Today's Reading: Lines from WALDEN by Henry David Thoreau.

It's the birthday of comedian Milton Berle, born in New York City in 1908. He was just ten years old when he started out in vaudeville. He acted in more than 50 silent films, worked in nightclubs and in radio, but found his greatest success on television beginning in the 1940s (1940-66).

It's the birthday of the Chilean poet and political activist PABLO NERUDA, born in Parral, Chile, in 1904. He started writing poetry when he was ten years old around the time he met the famous Chilean poet Gabriela Mistral, who introduced him to the works of Walt Whitman, a poet Neruda said had a profound influence on him. His poetry has been translated into almost every language, and in 1971, two years before his death, he was awarded the Nobel Prize for literature.

It's the birthday of the architect, engineer and theoretician R. BUCKMINSTER FULLER, born in Milton, Massachusetts, in 1895, famous for the creation of the geodesic dome, a system of interlocking triangles that enclosed the maximum volume of space with the minimum of materials.

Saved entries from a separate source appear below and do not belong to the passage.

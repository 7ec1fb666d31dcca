//! Sequential orchestration of the seven Dramaturg stations.
//!
//! [`PipelineOrchestrator`] normalises a raw JSON request into a
//! [`PipelineInput`], runs stations 1 through 7 strictly in order with a
//! pause between them, adopts the network enriched by station 5, writes the
//! run's artifacts and returns a [`PipelineRunResult`].
//!
//! # Example
//!
//! ```no_run
//! use dramaturg_models::{ModelClient, ModelSettings, scripted::ScriptedGenerator};
//! use dramaturg_pipeline::{PipelineOrchestrator, PipelineSettings};
//! use dramaturg_rate_limit::NoopThrottle;
//! use serde_json::json;
//! use std::sync::Arc;
//!
//! # async fn example() -> Result<(), Box<dyn std::error::Error>> {
//! let client = ModelClient::new(
//!     Arc::new(ScriptedGenerator::new().with_default("{}")),
//!     Arc::new(NoopThrottle),
//!     ModelSettings::new("offline", None),
//! );
//! let orchestrator = PipelineOrchestrator::new(Arc::new(client), PipelineSettings::default());
//! let result = orchestrator
//!     .run_full_analysis(json!({ "fullText": "INT. HOUSE - NIGHT", "language": "en" }))
//!     .await?;
//! println!("{} stations completed", result.pipeline_metadata.stages_completed);
//! # Ok(())
//! # }
//! ```

#![forbid(unsafe_code)]
#![warn(missing_docs)]

mod input;
mod orchestrator;
mod result;
mod settings;
mod state;

pub use input::PipelineInput;
pub use orchestrator::PipelineOrchestrator;
pub use result::{PipelineMetadata, PipelineRunResult, StageSummary, StationOutputs};
pub use settings::{PipelineSettings, PipelineSettingsBuilder};
pub use state::StationState;
//! Model client request, response and settings types.

use chrono::{DateTime, Utc};
use dramaturg_core::Usage;
use dramaturg_rate_limit::ModelsConfig;
use serde::{Deserialize, Serialize};
use std::time::Duration;

/// A request to the model client.
///
/// The client assembles the final prompt from the system instruction, the
/// context and the task prompt. Unset overrides fall back to
/// [`ModelSettings`].
///
/// # Examples
///
/// ```
/// use dramaturg_models::ModelRequest;
///
/// let request = ModelRequest::builder()
///     .prompt("List the main characters.")
///     .system_instruction("You are a dramaturg.")
///     .temperature(0.2)
///     .build()
///     .unwrap();
///
/// assert_eq!(
///     request.build_prompt(),
///     "You are a dramaturg.\n\nList the main characters."
/// );
/// ```
#[derive(
    Debug,
    Clone,
    Default,
    PartialEq,
    Serialize,
    Deserialize,
    derive_getters::Getters,
    derive_builder::Builder,
)]
pub struct ModelRequest {
    /// Task prompt
    #[builder(setter(into))]
    prompt: String,
    /// Source material placed between the instruction and the task
    #[builder(default, setter(into, strip_option))]
    context: Option<String>,
    /// Leading instruction
    #[builder(default, setter(into, strip_option))]
    system_instruction: Option<String>,
    /// Sampling temperature override
    #[builder(default, setter(strip_option))]
    temperature: Option<f32>,
    /// Output token limit override
    #[builder(default, setter(strip_option))]
    max_tokens: Option<u32>,
    /// Primary model override
    #[builder(default, setter(into, strip_option))]
    model: Option<String>,
    /// Fallback model override
    #[builder(default, setter(into, strip_option))]
    fallback_model: Option<String>,
}

impl ModelRequest {
    /// Creates a new request builder.
    pub fn builder() -> ModelRequestBuilder {
        ModelRequestBuilder::default()
    }

    /// Request with only a task prompt.
    pub fn new(prompt: impl Into<String>) -> Self {
        Self {
            prompt: prompt.into(),
            ..Default::default()
        }
    }

    /// Set the context.
    pub fn with_context(mut self, context: impl Into<String>) -> Self {
        self.context = Some(context.into());
        self
    }

    /// Set the system instruction.
    pub fn with_system_instruction(mut self, instruction: impl Into<String>) -> Self {
        self.system_instruction = Some(instruction.into());
        self
    }

    /// Set the temperature.
    pub fn with_temperature(mut self, temperature: f32) -> Self {
        self.temperature = Some(temperature);
        self
    }

    /// Set the primary model.
    pub fn with_model(mut self, model: impl Into<String>) -> Self {
        self.model = Some(model.into());
        self
    }

    /// Set the fallback model.
    pub fn with_fallback_model(mut self, model: impl Into<String>) -> Self {
        self.fallback_model = Some(model.into());
        self
    }

    /// Instruction, context and prompt joined by blank lines, empty parts skipped.
    pub fn build_prompt(&self) -> String {
        [
            self.system_instruction.as_deref(),
            self.context.as_deref(),
            Some(self.prompt.as_str()),
        ]
        .into_iter()
        .flatten()
        .map(str::trim)
        .filter(|part| !part.is_empty())
        .collect::<Vec<_>>()
        .join("\n\n")
    }
}

/// Client-wide defaults.
#[derive(Debug, Clone, PartialEq, derive_getters::Getters)]
pub struct ModelSettings {
    /// Model used when a request names none
    primary_model: String,
    /// Model substituted once on failure
    fallback_model: Option<String>,
    /// Upper bound on a single backend call
    request_timeout: Duration,
    /// Default output token limit
    max_tokens: u32,
    /// Default sampling temperature
    temperature: f32,
}

impl ModelSettings {
    /// Settings with the given primary and fallback models and default limits.
    pub fn new(primary_model: impl Into<String>, fallback_model: Option<String>) -> Self {
        Self {
            primary_model: primary_model.into(),
            fallback_model,
            ..Self::from(&ModelsConfig::default())
        }
    }

    /// Override the request timeout.
    pub fn with_request_timeout(mut self, timeout: Duration) -> Self {
        self.request_timeout = timeout;
        self
    }
}

impl From<&ModelsConfig> for ModelSettings {
    fn from(config: &ModelsConfig) -> Self {
        Self {
            primary_model: config.primary.clone(),
            fallback_model: config.fallback.clone(),
            request_timeout: config.request_timeout(),
            max_tokens: config.max_tokens,
            temperature: config.temperature,
        }
    }
}

/// Timing and fallback information for one client call.
#[derive(Debug, Clone, PartialEq, Serialize, Deserialize, derive_getters::Getters)]
#[serde(rename_all = "camelCase")]
pub struct ResponseMetadata {
    /// Time from first attempt to final reply
    latency_ms: u64,
    /// Whether the fallback model produced the reply
    fallback_used: bool,
    /// When the reply arrived
    timestamp: DateTime<Utc>,
}

impl ResponseMetadata {
    pub(crate) fn new(latency_ms: u64, fallback_used: bool) -> Self {
        Self {
            latency_ms,
            fallback_used,
            timestamp: Utc::now(),
        }
    }
}

/// A model client reply.
#[derive(Debug, Clone, PartialEq, Serialize, derive_getters::Getters)]
pub struct ModelResponse<T> {
    /// Model that produced the reply
    model: String,
    /// Reply content
    content: T,
    /// Estimated token usage
    usage: Usage,
    /// Timing and fallback information
    metadata: ResponseMetadata,
}

impl<T> ModelResponse<T> {
    pub(crate) fn new(model: String, content: T, usage: Usage, metadata: ResponseMetadata) -> Self {
        Self {
            model,
            content,
            usage,
            metadata,
        }
    }

    /// Consume the response, returning its content.
    pub fn into_content(self) -> T {
        self.content
    }

    /// Replace the content, keeping model, usage and metadata.
    pub fn map<U>(self, f: impl FnOnce(T) -> U) -> ModelResponse<U> {
        ModelResponse {
            model: self.model,
            content: f(self.content),
            usage: self.usage,
            metadata: self.metadata,
        }
    }
}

And today is the birthday of essayist, naturalist and poet HENRY DAVID THOREAU, born in Concord, Massachusetts, in 1817. A member of the Transcendentalists, a 19th Century literary movement that celebrated the individual over the masses, emotion over reason and nature rather than man, he once spent a night in jail for refusing to pay taxes to a government that endorsed slavery and waged an imperialist war against Mexico. The essay "Civil Disobedience," which he wrote afterwards, argued that individual conscience takes precedence over political expediency. His most famous work, Walden, came out in 1854 but was largely ignored during his lifetime. "Beware of all enterprises that require new clothes."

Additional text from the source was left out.